O médico teria ficado preocupado com a gravidade do diagnóstico e incisivo na prescrição: “O Sr. está muito velho, tem que parar imediatamente com as extravagâncias” – teria dito. “Pas de tabac, pas d'alcool, pas de femmes – nada de tabaco, nada de álcool, nada de mulheres”. Reza a lenda em família que Carlos Guilherme teria ficado arrasado por uns três ou quatro dias. Então tomou a grande decisão de sua vida: morrer em grande estilo. Passou no Quartier Latin e contratou duas coristas para voltar com ele na cabine do navio, duas, bebendo champagne e fumando charutos. E assim prosseguiu até o final da vida. Todos os dias, Carlos degustava vinho do Porto após o almoço e, antes do jantar, fumava um charuto e tomava um destilado. Ou um cálice do conhaque português Macieira; ou duas doses do puro malte Compass; ou, ainda, uma boa talagada da cachaça artesanal, com sua fórmula, que mandava vir do alambique da família em Aracati. Graças à paixão pelos bons destilados, Carlos teve uma filha aos 91 anos.

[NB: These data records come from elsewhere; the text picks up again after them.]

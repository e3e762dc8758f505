use lccd_consensus::params::PowType;
use lccd_consensus::{ConsensusParams, Hash256};
use lccd_primitives::block::BlockHeader;
use primitive_types::U256;

use crate::difficulty::{compact_to_u256, limit_to_u256, CompactError};

/// Hash functions the node links from elsewhere. SHA256d is built in; the
/// scrypt and MinotaurX implementations are supplied by the embedder.
pub trait PowHasher: Send + Sync {
    /// scrypt(1024, 1, 1) over the 80-byte header.
    fn scrypt(&self, header: &[u8]) -> Option<Hash256>;
    /// MinotaurX over the 80-byte header.
    fn minotaurx_header(&self, header: &[u8]) -> Option<Hash256>;
    /// MinotaurX over an arbitrary string, as Hive 1.2 bee hashes use it.
    fn minotaurx_string(&self, data: &[u8]) -> Option<Hash256>;
}

/// Hasher that supports none of the external algorithms. Blocks needing them
/// fail with [`PowError::HasherUnavailable`].
#[derive(Clone, Copy, Debug, Default)]
pub struct NoExternalHashers;

impl PowHasher for NoExternalHashers {
    fn scrypt(&self, _header: &[u8]) -> Option<Hash256> {
        None
    }

    fn minotaurx_header(&self, _header: &[u8]) -> Option<Hash256> {
        None
    }

    fn minotaurx_string(&self, _data: &[u8]) -> Option<Hash256> {
        None
    }
}

#[derive(Debug, Clone, PartialEq, Eq)]
pub enum PowError {
    InvalidBits(&'static str),
    HashMismatch,
    UnknownPowType(i32),
    HasherUnavailable(&'static str),
    Compact(CompactError),
}

impl PowError {
    /// Reject reason reported to peers.
    pub fn reason(&self) -> &'static str {
        match self {
            PowError::InvalidBits(_) | PowError::Compact(_) => "bad-diffbits",
            PowError::HashMismatch => "high-hash",
            PowError::UnknownPowType(_) => "bad-pow-type",
            PowError::HasherUnavailable(_) => "pow-hasher-unavailable",
        }
    }
}

impl std::fmt::Display for PowError {
    fn fmt(&self, f: &mut std::fmt::Formatter<'_>) -> std::fmt::Result {
        match self {
            PowError::InvalidBits(message) => write!(f, "{message}"),
            PowError::HashMismatch => write!(f, "pow hash does not meet target"),
            PowError::UnknownPowType(version) => {
                write!(f, "unknown pow type in version {version:#010x}")
            }
            PowError::HasherUnavailable(name) => write!(f, "{name} hasher unavailable"),
            PowError::Compact(err) => write!(f, "{err}"),
        }
    }
}

impl std::error::Error for PowError {}

impl From<CompactError> for PowError {
    fn from(err: CompactError) -> Self {
        PowError::Compact(err)
    }
}

/// Highest target any pow type may use.
pub fn max_pow_type_limit(params: &ConsensusParams) -> U256 {
    params
        .pow_type_limits
        .iter()
        .map(limit_to_u256)
        .max()
        .unwrap_or_default()
}

/// Whether `hash` satisfies the compact target `bits`.
pub fn check_proof_of_work(hash: &Hash256, bits: u32, params: &ConsensusParams) -> bool {
    verify_proof_of_work(hash, bits, params).is_ok()
}

/// Checks `hash` against the compact target `bits`, naming the failure.
pub fn verify_proof_of_work(
    hash: &Hash256,
    bits: u32,
    params: &ConsensusParams,
) -> Result<(), PowError> {
    let target = compact_to_u256(bits)?;
    if target.is_zero() {
        return Err(PowError::InvalidBits("pow target is zero"));
    }
    if target > max_pow_type_limit(params) {
        return Err(PowError::InvalidBits("pow target above limit"));
    }
    if U256::from_little_endian(hash) > target {
        return Err(PowError::HashMismatch);
    }
    Ok(())
}

/// The hash a header's proof of work is measured with: scrypt up to the fork
/// time, then SHA256d or MinotaurX by pow type.
pub fn pow_hash(
    header: &BlockHeader,
    hasher: &dyn PowHasher,
    params: &ConsensusParams,
) -> Result<Hash256, PowError> {
    let bytes = header.consensus_encode();
    if i64::from(header.time) <= params.pow_fork_time {
        return hasher
            .scrypt(&bytes)
            .ok_or(PowError::HasherUnavailable("scrypt"));
    }
    if header.version >= 0x2000_0000 {
        return Ok(header.hash());
    }
    match header.pow_type() {
        Some(PowType::Sha256d) => Ok(header.hash()),
        Some(PowType::MinotaurX) => hasher
            .minotaurx_header(&bytes)
            .ok_or(PowError::HasherUnavailable("minotaurx")),
        None => Err(PowError::UnknownPowType(header.version)),
    }
}

/// Full header proof check for a PoW (not Hive) block.
pub fn validate_pow_header(
    header: &BlockHeader,
    hasher: &dyn PowHasher,
    params: &ConsensusParams,
) -> Result<(), PowError> {
    if header.prev_block == [0u8; 32] && header.hash() == params.hash_genesis_block {
        return Ok(());
    }
    let hash = pow_hash(header, hasher, params)?;
    verify_proof_of_work(&hash, header.bits, params)
}

#[cfg(test)]
mod tests {
    use super::*;
    use lccd_consensus::params::{consensus_params, Network};

    #[test]
    fn rejects_hash_above_target_and_target_above_ceiling() {
        let params = consensus_params(Network::Mainnet);
        let bits = 0x1d00_ffff;
        let easy_hash = [0u8; 32];
        assert!(check_proof_of_work(&easy_hash, bits, &params));

        let mut hard_hash = [0u8; 32];
        hard_hash[31] = 0x01;
        assert!(!check_proof_of_work(&hard_hash, bits, &params));
        assert_eq!(
            verify_proof_of_work(&hard_hash, bits, &params),
            Err(PowError::HashMismatch)
        );

        // regtest-style easy target is above every mainnet type limit
        assert!(!check_proof_of_work(&easy_hash, 0x207f_ffff, &params));
        assert!(matches!(
            verify_proof_of_work(&easy_hash, 0, &params),
            Err(PowError::InvalidBits(_))
        ));
        assert_eq!(
            verify_proof_of_work(&easy_hash, 0x0492_3456, &params),
            Err(PowError::Compact(CompactError::Negative))
        );
    }

    #[test]
    fn pow_hash_selects_algorithm() {
        let params = consensus_params(Network::Mainnet);
        let mut header = BlockHeader {
            version: 0x2000_0000,
            time: (params.pow_fork_time + 1) as u32,
            bits: 0x1d00_ffff,
            ..Default::default()
        };
        assert_eq!(
            pow_hash(&header, &NoExternalHashers, &params),
            Ok(header.hash())
        );

        header.version = 0x1001_0000;
        assert_eq!(
            pow_hash(&header, &NoExternalHashers, &params),
            Err(PowError::HasherUnavailable("minotaurx"))
        );

        header.version = 0x1007_0000;
        assert!(matches!(
            pow_hash(&header, &NoExternalHashers, &params),
            Err(PowError::UnknownPowType(_))
        ));

        header.time = params.pow_fork_time as u32;
        assert_eq!(
            pow_hash(&header, &NoExternalHashers, &params),
            Err(PowError::HasherUnavailable("scrypt"))
        );
    }
}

Foi uma grande alegria. Aos 96, sua amante da ocasião ficou grávida; ele quis reconhecer a criança, mas a mãe informou que o pai era de outro. Ficou furioso. Faleceu com 103 anos, alegre e lúcido, distribuindo balas coloridas para as crianças, flertando com mulheres, fumando charutos e, sobretudo, saboreando bons destilados. Seus filhos e netos, a começar por meu avô Carlos Studart Filho, nenhum deles tomava uísque ou cachaça com regularidade. A preferência geral na família sempre foi o Porto. Coube a mim, Carlos Hugo, resgatar a tradição pelos destilados a partir de um forte desejo imanente pela alquimia, a ideia de transformar a cachaça bruta em ouro com sabor e odor. E que os espíritos do normando Vlfus, do escocês William Thomas e do extravagante cearense Carlos Guilherme estejam sempre a me inspirar.